Stored data
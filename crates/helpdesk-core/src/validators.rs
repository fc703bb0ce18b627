//! Field validators
//!
//! Lengths are measured in Unicode scalar values, not bytes, so a title made
//! of multi-byte characters is judged by what the user typed.

use serde::Serialize;
use std::fmt;

/// A single problem with one input field.
#[derive(Debug, Clone, PartialEq, Eq, Serialize)]
pub struct FieldIssue {
	/// Name of the offending field as it appears on the wire (camelCase).
	pub field: String,
	/// Human readable description of the problem.
	pub message: String,
}

/// Ordered collection of field issues.
///
/// # Examples
///
/// ```
/// use helpdesk_core::validators::ValidationErrors;
///
/// let mut errors = ValidationErrors::new();
/// assert!(errors.is_empty());
///
/// errors.add("resolutionNote", "is required");
/// assert!(errors.has_field("resolutionNote"));
/// assert!(errors.into_result().is_err());
/// ```
#[derive(Debug, Clone, Default, PartialEq, Eq, Serialize)]
#[serde(transparent)]
pub struct ValidationErrors {
	issues: Vec<FieldIssue>,
}

impl ValidationErrors {
	/// Create an empty collection
	pub fn new() -> Self {
		Self::default()
	}

	/// Create a collection holding exactly one issue
	pub fn single(field: impl Into<String>, message: impl Into<String>) -> Self {
		let mut errors = Self::new();
		errors.add(field, message);
		errors
	}

	/// Record an issue for `field`
	pub fn add(&mut self, field: impl Into<String>, message: impl Into<String>) {
		self.issues.push(FieldIssue {
			field: field.into(),
			message: message.into(),
		});
	}

	/// Record the outcome of a validator, keeping only failures
	pub fn check(&mut self, field: &str, outcome: Result<(), String>) {
		if let Err(message) = outcome {
			self.add(field, message);
		}
	}

	pub fn is_empty(&self) -> bool {
		self.issues.is_empty()
	}

	pub fn issues(&self) -> &[FieldIssue] {
		&self.issues
	}

	/// Returns true if any issue names `field`
	pub fn has_field(&self, field: &str) -> bool {
		self.issues.iter().any(|issue| issue.field == field)
	}

	/// `Ok(())` when no issue was recorded, otherwise `Err(self)`
	pub fn into_result(self) -> Result<(), Self> {
		if self.is_empty() { Ok(()) } else { Err(self) }
	}
}

impl fmt::Display for ValidationErrors {
	fn fmt(&self, f: &mut fmt::Formatter<'_>) -> fmt::Result {
		let rendered: Vec<String> = self
			.issues
			.iter()
			.map(|issue| format!("{}: {}", issue.field, issue.message))
			.collect();
		f.write_str(&rendered.join("; "))
	}
}

impl std::error::Error for ValidationErrors {}

/// Validates the character length of a string.
///
/// # Examples
///
/// ```
/// use helpdesk_core::validators::LengthValidator;
///
/// let validator = LengthValidator::between(3, 120);
/// assert!(validator.validate("Printer broken").is_ok());
/// assert!(validator.validate("no").is_err());
///
/// let assignee = LengthValidator::at_least(2);
/// assert!(assignee.validate("bo").is_ok());
/// ```
#[derive(Debug, Clone, Copy, PartialEq, Eq)]
pub struct LengthValidator {
	min: usize,
	max: Option<usize>,
}

impl LengthValidator {
	/// Accept lengths in `min..=max`
	pub const fn between(min: usize, max: usize) -> Self {
		Self {
			min,
			max: Some(max),
		}
	}

	/// Accept any length of at least `min`
	pub const fn at_least(min: usize) -> Self {
		Self { min, max: None }
	}

	pub const fn min(&self) -> usize {
		self.min
	}

	pub const fn max(&self) -> Option<usize> {
		self.max
	}

	/// Check `value`, returning the failure message on error
	pub fn validate(&self, value: &str) -> Result<(), String> {
		let length = value.chars().count();
		if length < self.min {
			return Err(format!("must be at least {} characters", self.min));
		}
		match self.max {
			Some(max) if length > max => Err(format!("must be at most {} characters", max)),
			_ => Ok(()),
		}
	}
}

#[cfg(test)]
mod tests {
	use super::*;
	use rstest::rstest;

	#[rstest]
	#[case("abc", true)]
	#[case("ab", false)]
	#[case("", false)]
	#[case(&"x".repeat(120), true)]
	#[case(&"x".repeat(121), false)]
	fn test_between_boundaries(#[case] value: &str, #[case] valid: bool) {
		let validator = LengthValidator::between(3, 120);

		assert_eq!(validator.validate(value).is_ok(), valid, "value length {}", value.len());
	}

	#[rstest]
	fn test_length_counts_characters_not_bytes() {
		let validator = LengthValidator::between(3, 3);

		// three characters, six bytes
		assert!(validator.validate("äöü").is_ok());
	}

	#[rstest]
	fn test_at_least_has_no_upper_bound() {
		let validator = LengthValidator::at_least(2);

		assert!(validator.validate(&"y".repeat(10_000)).is_ok());
		assert_eq!(
			validator.validate("y"),
			Err("must be at least 2 characters".to_string())
		);
	}

	#[rstest]
	fn test_validation_errors_collects_only_failures() {
		let validator = LengthValidator::between(10, 2000);
		let mut errors = ValidationErrors::new();

		errors.check("description", validator.validate("long enough text"));
		assert!(errors.is_empty());

		errors.check("resolutionNote", validator.validate("short"));
		assert_eq!(errors.issues().len(), 1);
		assert!(errors.has_field("resolutionNote"));
		assert_eq!(
			errors.to_string(),
			"resolutionNote: must be at least 10 characters"
		);
	}

	#[rstest]
	fn test_validation_errors_serializes_as_list() {
		let errors = ValidationErrors::single("title", "is required");

		let json = serde_json::to_value(&errors).unwrap();

		assert_eq!(
			json,
			serde_json::json!([{ "field": "title", "message": "is required" }])
		);
	}
}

- **Task directions**: Please show all lines from the entries that contain the word "Clone".

- **Output**:
#[derive(Debug, Clone, PartialEq, Eq, Serialize)]
#[derive(Debug, Clone, Default, PartialEq, Eq, Serialize)]
#[derive(Debug, Clone, Copy, PartialEq, Eq)]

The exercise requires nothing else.